[[ DATA SHOWN open ]]
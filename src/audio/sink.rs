//! Utilities for turning a source locator into a playing `rodio` sink.
//!
//! Opening and decoding happen off the session thread; connecting the
//! decoded source to the mixer happens on `start`.

use std::fs::File;
use std::io::BufReader;
use std::path::Path;

use rodio::mixer::Mixer;
use rodio::{Decoder, Sink};

use crate::error::{DecoderError, DecoderResult};

pub(super) type LoadedSource = Decoder<BufReader<File>>;

/// Open and probe the file at `path`.
pub(super) fn open_source(path: &Path) -> DecoderResult<LoadedSource> {
    let display = path.display().to_string();
    let file = File::open(path).map_err(|source| DecoderError::Open {
        path: display.clone(),
        source,
    })?;

    Decoder::new(BufReader::new(file)).map_err(|e| DecoderError::Decode {
        path: display,
        reason: e.to_string(),
    })
}

/// Create a paused `Sink` on `mixer` holding `source`.
pub(super) fn connect_paused(mixer: &Mixer, source: LoadedSource) -> Sink {
    let sink = Sink::connect_new(mixer);
    sink.append(source);
    sink.pause();
    sink
}
//! Configuration types and constants for the palaver server.

use std::path::PathBuf;

use clap::Parser;

/// Chat server: REST API for users, conversations, and messages, plus a
/// room-based WebSocket relay for live delivery, typing indicators, and
/// presence.
///
/// Configuration can be set via CLI arguments or environment variables.
/// CLI arguments take precedence over environment variables.
#[derive(Parser, Debug)]
#[command(name = "palaver-server", version, about)]
pub struct Cli {
    /// HTTP server bind address [env: PALAVER_BIND] [default: 127.0.0.1:5000]
    #[arg(long, short = 'b')]
    pub bind: Option<String>,

    /// Database file path [env: PALAVER_DB] [default: palaver.db in the data dir]
    #[arg(long)]
    pub db: Option<PathBuf>,

    /// Data directory [env: PALAVER_HOME] [default: ~/.palaver]
    #[arg(long, short = 'd')]
    pub data_dir: Option<PathBuf>,
}

pub struct Config {
    pub bind_addr: String,
    pub db_path: PathBuf,
}

impl Config {
    pub fn from_cli_and_env(cli: Cli) -> Self {
        let data_dir = cli
            .data_dir
            .or_else(|| std::env::var("PALAVER_HOME").ok().map(PathBuf::from))
            .unwrap_or_else(|| {
                std::env::var("HOME")
                    .map(|h| PathBuf::from(h).join(".palaver"))
                    .unwrap_or_else(|_| PathBuf::from(".palaver"))
            });

        let bind_addr = cli
            .bind
            .or_else(|| std::env::var("PALAVER_BIND").ok())
            .unwrap_or_else(|| "127.0.0.1:5000".to_string());

        let db_path = cli
            .db
            .or_else(|| std::env::var("PALAVER_DB").ok().map(PathBuf::from))
            .unwrap_or_else(|| data_dir.join("palaver.db"));

        Self { bind_addr, db_path }
    }
}
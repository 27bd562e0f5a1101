//! WebSocket upgrade into the room relay.

use axum::extract::{State, WebSocketUpgrade};
use axum::response::Response;

use crate::server::state::SharedState;

pub async fn ws_handler(ws: WebSocketUpgrade, State(state): State<SharedState>) -> Response {
    let relay = state.relay.clone();
    ws.on_upgrade(move |socket| async move { relay.handle_connection(socket).await })
}
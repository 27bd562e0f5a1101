//! Shared utility functions for the server handlers.

use axum::http::StatusCode;
use axum::response::{IntoResponse, Response};
use rand::Rng;

use crate::protocol::iso_from_ms;
use crate::storage::{ConversationWithMembers, MessageRow, UserRow};

/// Length of generated row ids (nanoid format).
const ID_LEN: usize = 21;

const ID_ALPHABET: &[u8] = b"ABCDEFGHIJKLMNOPQRSTUVWXYZabcdefghijklmnopqrstuvwxyz0123456789_-";

/// Generate a random 21-character id for a persisted row.
pub fn generate_id() -> String {
    let mut rng = rand::thread_rng();
    (0..ID_LEN)
        .map(|_| ID_ALPHABET[rng.gen_range(0..ID_ALPHABET.len())] as char)
        .collect()
}

/// Current time as milliseconds since UNIX epoch.
pub fn now_ms() -> i64 {
    std::time::SystemTime::now()
        .duration_since(std::time::UNIX_EPOCH)
        .unwrap_or_default()
        .as_millis() as i64
}

/// Build a standard JSON error response.
pub fn api_error(status: StatusCode, message: impl Into<String>) -> Response {
    let body = serde_json::json!({ "error": message.into() });
    (status, axum::Json(body)).into_response()
}

/// JSON representation of a user (camelCase wire contract).
pub fn user_to_json(u: &UserRow) -> serde_json::Value {
    serde_json::json!({
        "id": u.id,
        "name": u.name,
        "username": u.username,
        "email": u.email,
        "image": u.image,
        "createdAt": iso_from_ms(u.created_at),
        "updatedAt": iso_from_ms(u.updated_at),
    })
}

/// JSON representation of a message.
pub fn message_to_json(m: &MessageRow) -> serde_json::Value {
    serde_json::json!({
        "id": m.id,
        "conversationId": m.conversation_id,
        "senderId": m.sender_id,
        "content": m.content,
        "messageType": m.message_type,
        "isDeleted": m.is_deleted,
        "createdAt": iso_from_ms(m.created_at),
        "updatedAt": iso_from_ms(m.updated_at),
    })
}

/// JSON representation of a conversation with its member list, matching the
/// shape the conversation list endpoint returns.
pub fn conversation_to_json(c: &ConversationWithMembers) -> serde_json::Value {
    let members: Vec<serde_json::Value> = c
        .members
        .iter()
        .map(|m| {
            serde_json::json!({
                "conversationId": m.member.conversation_id,
                "userId": m.member.user_id,
                "role": m.member.role,
                "joinedAt": iso_from_ms(m.member.joined_at),
                "user": m.user.as_ref().map(user_to_json),
            })
        })
        .collect();

    serde_json::json!({
        "conversation": {
            "id": c.conversation.id,
            "isGroup": c.conversation.is_group,
            "name": c.conversation.name,
            "createdAt": iso_from_ms(c.conversation.created_at),
            "updatedAt": iso_from_ms(c.conversation.updated_at),
        },
        "conversationMembers": members,
    })
}
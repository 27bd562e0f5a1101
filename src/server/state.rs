//! Shared application state.

use std::sync::Arc;

use tokio::sync::Mutex;

use crate::relay::RelayState;
use crate::storage::Storage;

/// State behind every REST handler.  Storage is synchronous SQLite guarded
/// by an async mutex; the relay keeps its own registry and lock.
pub struct AppState {
    pub storage: Mutex<Storage>,
    pub relay: RelayState,
}

pub type SharedState = Arc<AppState>;

impl AppState {
    pub fn shared(storage: Storage, relay: RelayState) -> SharedState {
        Arc::new(AppState {
            storage: Mutex::new(storage),
            relay,
        })
    }
}
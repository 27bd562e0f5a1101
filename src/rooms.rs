//! Canonical room naming.
//!
//! A room is a named broadcast group of live connections corresponding to one
//! chat.  Persisted conversations (groups and direct conversations that
//! already have a row) use `conversation-{id}`.  A direct pairing that has no
//! conversation row yet uses `dm-{a}-{b}` where the two user ids are sorted
//! lexicographically, so both parties derive the same key no matter who
//! computes it.

use serde::{Deserialize, Serialize};

/// The chat a client currently has open, as far as room naming is concerned.
#[derive(Debug, Clone, PartialEq, Eq, Serialize, Deserialize)]
#[serde(rename_all = "snake_case")]
pub enum ChatTarget {
    /// A persisted conversation (group or direct) identified by its row id.
    Conversation { conversation_id: String },
    /// An ad hoc direct pairing with another user, no conversation row yet.
    Direct { other_user_id: String },
}

impl ChatTarget {
    /// The conversation id, when this target is a persisted conversation.
    pub fn conversation_id(&self) -> Option<&str> {
        match self {
            ChatTarget::Conversation { conversation_id } => Some(conversation_id),
            ChatTarget::Direct { .. } => None,
        }
    }
}

/// Compute the canonical room name for `chat` as seen by `current_user_id`.
///
/// Returns `None` when no chat is active.  Pure and total over well-formed
/// inputs; the DM form is symmetric in the two user ids.
pub fn room_name(chat: Option<&ChatTarget>, current_user_id: &str) -> Option<String> {
    match chat? {
        ChatTarget::Conversation { conversation_id } => {
            Some(format!("conversation-{conversation_id}"))
        }
        ChatTarget::Direct { other_user_id } => {
            let mut pair = [current_user_id, other_user_id.as_str()];
            pair.sort_unstable();
            Some(format!("dm-{}-{}", pair[0], pair[1]))
        }
    }
}

#[cfg(test)]
mod tests {
    use super::*;

    #[test]
    fn conversation_room_uses_row_id() {
        let chat = ChatTarget::Conversation {
            conversation_id: "abc123".to_string(),
        };
        assert_eq!(
            room_name(Some(&chat), "u1").as_deref(),
            Some("conversation-abc123")
        );
    }

    #[test]
    fn dm_room_is_symmetric() {
        let from_u1 = room_name(
            Some(&ChatTarget::Direct {
                other_user_id: "u2".to_string(),
            }),
            "u1",
        );
        let from_u2 = room_name(
            Some(&ChatTarget::Direct {
                other_user_id: "u1".to_string(),
            }),
            "u2",
        );
        assert_eq!(from_u1, from_u2);
        assert_eq!(from_u1.as_deref(), Some("dm-u1-u2"));
    }

    #[test]
    fn dm_room_sorts_lexicographically() {
        let name = room_name(
            Some(&ChatTarget::Direct {
                other_user_id: "aaa".to_string(),
            }),
            "zzz",
        );
        assert_eq!(name.as_deref(), Some("dm-aaa-zzz"));
    }

    #[test]
    fn no_chat_means_no_room() {
        assert_eq!(room_name(None, "u1"), None);
    }
}
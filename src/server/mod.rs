//! palaver-server: REST API plus room-relay WebSocket in one process.
//!
//! Persists users, conversations, and messages in SQLite; relays live
//! message/typing/presence events between connected clients.

pub mod config;
pub mod handlers;
pub mod router;
pub mod state;
pub mod utils;

use clap::Parser;

use crate::relay::RelayState;
use crate::storage::Storage;

use config::{Cli, Config};
use state::AppState;

/// Entry point: parse CLI, open storage, start server.
pub async fn run() {
    let cli = Cli::parse();
    let config = Config::from_cli_and_env(cli);

    crate::logging::init();

    crate::tlog!("palaver-server starting");
    crate::tlog!("  database: {}", config.db_path.display());

    if let Some(parent) = config.db_path.parent() {
        std::fs::create_dir_all(parent).expect("failed to create data directory");
    }
    let storage = Storage::open(&config.db_path).expect("failed to open database");

    let relay = RelayState::new();
    let state = AppState::shared(storage, relay);

    let app = router::build_router(state);

    let listener = tokio::net::TcpListener::bind(&config.bind_addr)
        .await
        .expect("failed to bind");
    crate::tlog!("palaver-server listening on http://{}", config.bind_addr);

    axum::serve(listener, app).await.expect("server error");
}
//! Group conversation creation.

use axum::extract::State;
use axum::http::StatusCode;
use axum::response::{IntoResponse, Response};
use serde::Deserialize;

use crate::server::state::SharedState;
use crate::server::utils::{api_error, conversation_to_json, generate_id, now_ms};
use crate::storage::{ConversationMemberRow, ConversationRow};

#[derive(Deserialize)]
#[serde(rename_all = "camelCase")]
pub struct CreateGroupRequest {
    name: String,
    creator_id: String,
    member_ids: Vec<String>,
}

/// `createGroup`: a named group conversation; the creator joins with role
/// `admin`, every listed member with role `member`.
pub async fn create_group_handler(
    State(state): State<SharedState>,
    axum::Json(req): axum::Json<CreateGroupRequest>,
) -> Response {
    if req.name.trim().is_empty() {
        return api_error(StatusCode::BAD_REQUEST, "group name required");
    }
    if req.creator_id.trim().is_empty() {
        return api_error(StatusCode::BAD_REQUEST, "creatorId required");
    }

    let storage = state.storage.lock().await;
    let now = now_ms();

    let conversation = ConversationRow {
        id: generate_id(),
        is_group: true,
        name: Some(req.name.clone()),
        created_at: now,
        updated_at: now,
    };
    if let Err(e) = storage.insert_conversation(&conversation) {
        return api_error(StatusCode::INTERNAL_SERVER_ERROR, e.to_string());
    }

    let mut members = vec![(req.creator_id.clone(), "admin")];
    for member_id in &req.member_ids {
        if *member_id != req.creator_id {
            members.push((member_id.clone(), "member"));
        }
    }
    for (user_id, role) in &members {
        let member = ConversationMemberRow {
            conversation_id: conversation.id.clone(),
            user_id: user_id.clone(),
            role: (*role).to_string(),
            joined_at: now,
        };
        if let Err(e) = storage.insert_member(&member) {
            return api_error(StatusCode::INTERNAL_SERVER_ERROR, e.to_string());
        }
    }

    crate::tlog!(
        "groups: {} created '{}' with {} member(s)",
        crate::logging::user_id(&req.creator_id),
        req.name,
        members.len()
    );

    match storage.list_members(&conversation.id) {
        Ok(listed) => {
            let body = conversation_to_json(&crate::storage::ConversationWithMembers {
                conversation,
                members: listed,
            });
            (StatusCode::CREATED, axum::Json(body)).into_response()
        }
        Err(e) => api_error(StatusCode::INTERNAL_SERVER_ERROR, e.to_string()),
    }
}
[[ DATA SHOWN closed ]]
Please copy each line of the material that has the string "pairing" somewhere in it.

//! already have a row) use `conversation-{id}`.  A direct pairing that has no
    /// An ad hoc direct pairing with another user, no conversation row yet.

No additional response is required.